Lines from the beginning of the data through the line containing "Creates an operation" are to be copied exactly, with no other line included.

╭─ Supplied entries

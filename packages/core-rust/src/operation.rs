//! Named operations and the ordered table a backend exports.
//!
//! An operation name may carry human-readable calling-convention notes after
//! its first whitespace, e.g. `"get (kN) -> k++vN || k"`. Lookups compare only
//! the leading token, so clients asking for `"get"` still find it.

use std::fmt;
use std::sync::Arc;

use crate::continuation::Continuation;

/// Well-known operation names.
pub mod names {
    /// Store `key ++ value`.
    pub const PUT: &str = "put";
    /// Fetch the value for a bare key.
    pub const GET: &str = "get";
    /// Remove a bare key.
    pub const DEL: &str = "del";
    /// Ordered-successor scan. Optional.
    pub const WALK: &str = "walk";
    /// Persist buffered writes. Optional.
    pub const FLUSH: &str = "flush";

    /// Operations every conformant backend exports.
    pub const REQUIRED: [&str; 3] = [PUT, GET, DEL];
}

/// Shared, thread-safe operation entry point.
///
/// Takes the input bytes and an optional continuation; returns the number of
/// bytes the operation considers processed.
pub type Callback = Arc<dyn Fn(&[u8], Option<&mut dyn Continuation>) -> usize + Send + Sync>;

/// Returns the part of `name` before the first whitespace character.
#[must_use]
pub fn leading_token(name: &str) -> &str {
    name.split(char::is_whitespace).next().unwrap_or_default()
}

/// A single named operation exported by a backend.
#[derive(Clone)]
pub struct Operation {
    name: String,
    reply_capable: bool,
    callback: Option<Callback>,
}

impl Operation {
    /// Creates an operation backed by `callback`.
    pub fn new<F>(name: impl Into<String>, reply_capable: bool, callback: F) -> Self
    where
        F: Fn(&[u8], Option<&mut dyn Continuation>) -> usize + Send + Sync + 'static,
    {
        Self {
            name: name.into(),
            reply_capable,
            callback: Some(Arc::new(callback)),
        }
    }

    /// Creates an entry with no callback.
    ///
    /// Only foreign tables produce these; such an entry is listed but can
    /// never be bound.
    #[must_use]
    pub fn without_callback(name: impl Into<String>, reply_capable: bool) -> Self {
        Self {
            name: name.into(),
            reply_capable,
            callback: None,
        }
    }

    /// Full declared name, including any signature notes.
    #[must_use]
    pub fn name(&self) -> &str {
        &self.name
    }

    /// The name's leading token, which is what lookups match against.
    #[must_use]
    pub fn key(&self) -> &str {
        leading_token(&self.name)
    }

    /// Free-text notes following the leading token, if any.
    #[must_use]
    pub fn signature(&self) -> Option<&str> {
        let rest = self.name[self.key().len()..].trim();
        (!rest.is_empty()).then_some(rest)
    }

    /// Whether the backend declares this operation as producing replies.
    #[must_use]
    pub fn reply_capable(&self) -> bool {
        self.reply_capable
    }

    /// The callback, or `None` for an entry that cannot be bound.
    #[must_use]
    pub fn callback(&self) -> Option<&Callback> {
        self.callback.as_ref()
    }

    /// Runs the operation. An entry without a callback processes nothing.
    pub fn invoke(&self, input: &[u8], cont: Option<&mut dyn Continuation>) -> usize {
        match &self.callback {
            Some(callback) => callback(input, cont),
            None => 0,
        }
    }
}

impl fmt::Debug for Operation {
    fn fmt(&self, f: &mut fmt::Formatter<'_>) -> fmt::Result {
        f.debug_struct("Operation")
            .field("name", &self.name)
            .field("reply_capable", &self.reply_capable)
            .field("has_callback", &self.callback.is_some())
            .finish()
    }
}

/// Ordered set of operations exported by one backend.
///
/// Declaration order is preserved; lookups scan it front to back and the
/// first match wins.
#[derive(Debug, Clone, Default)]
pub struct OperationTable {
    operations: Vec<Operation>,
}

impl OperationTable {
    /// Wraps `operations` without reordering them.
    #[must_use]
    pub fn new(operations: Vec<Operation>) -> Self {
        Self { operations }
    }

    /// Appends an operation, builder style.
    #[must_use]
    pub fn with(mut self, operation: Operation) -> Self {
        self.operations.push(operation);
        self
    }

    /// Finds the first operation whose leading token equals `name`.
    ///
    /// Matching is exact and case-sensitive on the token: `"get"` finds
    /// `"get (kN) -> k++vN"`, `"ge"` finds nothing.
    #[must_use]
    pub fn lookup(&self, name: &str) -> Option<&Operation> {
        self.position(name).map(|index| &self.operations[index])
    }

    /// Index of the operation [`lookup`](Self::lookup) would return.
    #[must_use]
    pub fn position(&self, name: &str) -> Option<usize> {
        if name.is_empty() {
            return None;
        }
        self.operations.iter().position(|op| op.key() == name)
    }

    /// Operation at `index` in declaration order.
    #[must_use]
    pub fn get(&self, index: usize) -> Option<&Operation> {
        self.operations.get(index)
    }

    /// Number of operations in the table.
    #[must_use]
    pub fn count(&self) -> usize {
        self.operations.len()
    }

    /// Whether the table exports nothing.
    #[must_use]
    pub fn is_empty(&self) -> bool {
        self.operations.is_empty()
    }

    /// Iterates operations in declaration order.
    pub fn iter(&self) -> impl Iterator<Item = &Operation> {
        self.operations.iter()
    }

    /// Required operation names this table does not export.
    #[must_use]
    pub fn missing_required(&self) -> Vec<&'static str> {
        names::REQUIRED
            .into_iter()
            .filter(|name| self.lookup(name).is_none())
            .collect()
    }
}

impl FromIterator<Operation> for OperationTable {
    fn from_iter<I: IntoIterator<Item = Operation>>(iter: I) -> Self {
        Self::new(iter.into_iter().collect())
    }
}

#[cfg(test)]
mod tests {
    use proptest::prelude::*;

    use super::*;
    use crate::continuation::{emit, Recorder};

    fn echo(name: &str) -> Operation {
        Operation::new(name, true, |input, cont| {
            emit(cont, input);
            input.len()
        })
    }

    fn documented_table() -> OperationTable {
        OperationTable::new(vec![
            echo("put (kNvN) -> k++v || k"),
            echo("get (kN) -> k++vN"),
            echo("del"),
        ])
    }

    #[test]
    fn lookup_matches_leading_token() {
        let table = documented_table();
        let op = table.lookup("get").expect("get should resolve");
        assert_eq!(op.name(), "get (kN) -> k++vN");
        assert_eq!(op.signature(), Some("(kN) -> k++vN"));
    }

    #[test]
    fn lookup_rejects_partial_token() {
        let table = documented_table();
        assert!(table.lookup("ge").is_none());
        assert!(table.lookup("gets").is_none());
        assert!(table.lookup("").is_none());
    }

    #[test]
    fn lookup_is_case_sensitive() {
        assert!(documented_table().lookup("GET").is_none());
    }

    #[test]
    fn lookup_follows_declaration_order() {
        let table = OperationTable::new(vec![echo("get first"), echo("get second")]);
        assert_eq!(table.lookup("get").map(Operation::name), Some("get first"));
        assert_eq!(table.position("get"), Some(0));
    }

    #[test]
    fn bare_name_has_no_signature() {
        assert_eq!(echo("del").signature(), None);
        assert_eq!(echo("del").key(), "del");
    }

    #[test]
    fn count_excludes_nothing_but_entries() {
        assert_eq!(documented_table().count(), 3);
        assert_eq!(OperationTable::default().count(), 0);
    }

    #[test]
    fn missing_required_reports_absent_names() {
        let table = OperationTable::new(vec![echo("get"), echo("walk")]);
        assert_eq!(table.missing_required(), vec![names::PUT, names::DEL]);
        assert!(documented_table().missing_required().is_empty());
    }

    #[test]
    fn invoke_without_callback_processes_nothing() {
        let op = Operation::without_callback("flush", false);
        let mut recorder = Recorder::new();
        assert_eq!(op.invoke(b"key", Some(&mut recorder)), 0);
        assert_eq!(recorder.calls(), 0);
        assert!(op.callback().is_none());
    }

    #[test]
    fn invoke_runs_callback_with_continuation() {
        let op = echo("get");
        let mut recorder = Recorder::new();
        assert_eq!(op.invoke(b"abc", Some(&mut recorder)), 3);
        assert_eq!(recorder.single(), Some(&b"abc"[..]));
    }

    proptest! {
        #[test]
        fn leading_token_never_contains_whitespace(name in ".{0,40}") {
            let token = leading_token(&name);
            prop_assert!(!token.chars().any(char::is_whitespace));
            prop_assert!(name.starts_with(token));
        }

        #[test]
        fn documented_name_resolves_by_token(
            token in "[a-z]{1,8}",
            notes in "[ -~]{0,20}",
        ) {
            let table = OperationTable::new(vec![echo(&format!("{token} {notes}"))]);
            prop_assert!(table.lookup(&token).is_some());
        }
    }
}
//! Minimal shared-library plugin: every operation echoes its input.
//!
//! Build with `cargo build -p dbzmq-plugin-null` and serve with
//!
//! ```text
//! dbzmq target/debug/libdbzmq_plugin_null.so get=rep@tcp://127.0.0.1:17700
//! ```
#![allow(unsafe_code)]

use std::ffi::c_void;
use std::slice;

use dbzmq_core::ffi::{resume_raw, RawOperation};

unsafe extern "C" fn echo(data: *const c_void, len: usize, cb: *const c_void, token: *mut c_void) -> usize {
    if data.is_null() || len == 0 {
        return 0;
    }
    // SAFETY: the host passes `len` readable bytes at `data`.
    let input = unsafe { slice::from_raw_parts(data.cast::<u8>(), len) };
    // SAFETY: `cb` and `token` are forwarded unchanged from the host.
    unsafe { resume_raw(cb, input, token) };
    len
}

static OPERATIONS: [RawOperation; 5] = [
    RawOperation::new(c"put", false, echo),
    RawOperation::new(c"get", true, echo),
    RawOperation::new(c"del", false, echo),
    RawOperation::new(c"walk", true, echo),
    RawOperation::SENTINEL,
];

/// Plugin entry point.
#[no_mangle]
pub extern "C" fn i_speak_db() -> *const RawOperation {
    OPERATIONS.as_ptr()
}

╰─

• Reply to the exercise:
filename packages/core-rust/src/operation.rs
//! Named operations and the ordered table a backend exports.
//!
//! An operation name may carry human-readable calling-convention notes after
//! its first whitespace, e.g. `"get (kN) -> k++vN || k"`. Lookups compare only
//! the leading token, so clients asking for `"get"` still find it.

use std::fmt;
use std::sync::Arc;

use crate::continuation::Continuation;

/// Well-known operation names.
pub mod names {
    /// Store `key ++ value`.
    pub const PUT: &str = "put";
    /// Fetch the value for a bare key.
    pub const GET: &str = "get";
    /// Remove a bare key.
    pub const DEL: &str = "del";
    /// Ordered-successor scan. Optional.
    pub const WALK: &str = "walk";
    /// Persist buffered writes. Optional.
    pub const FLUSH: &str = "flush";

    /// Operations every conformant backend exports.
    pub const REQUIRED: [&str; 3] = [PUT, GET, DEL];
}

/// Shared, thread-safe operation entry point.
///
/// Takes the input bytes and an optional continuation; returns the number of
/// bytes the operation considers processed.
pub type Callback = Arc<dyn Fn(&[u8], Option<&mut dyn Continuation>) -> usize + Send + Sync>;

/// Returns the part of `name` before the first whitespace character.
#[must_use]
pub fn leading_token(name: &str) -> &str {
    name.split(char::is_whitespace).next().unwrap_or_default()
}

/// A single named operation exported by a backend.
#[derive(Clone)]
pub struct Operation {
    name: String,
    reply_capable: bool,
    callback: Option<Callback>,
}

impl Operation {
    /// Creates an operation backed by `callback`.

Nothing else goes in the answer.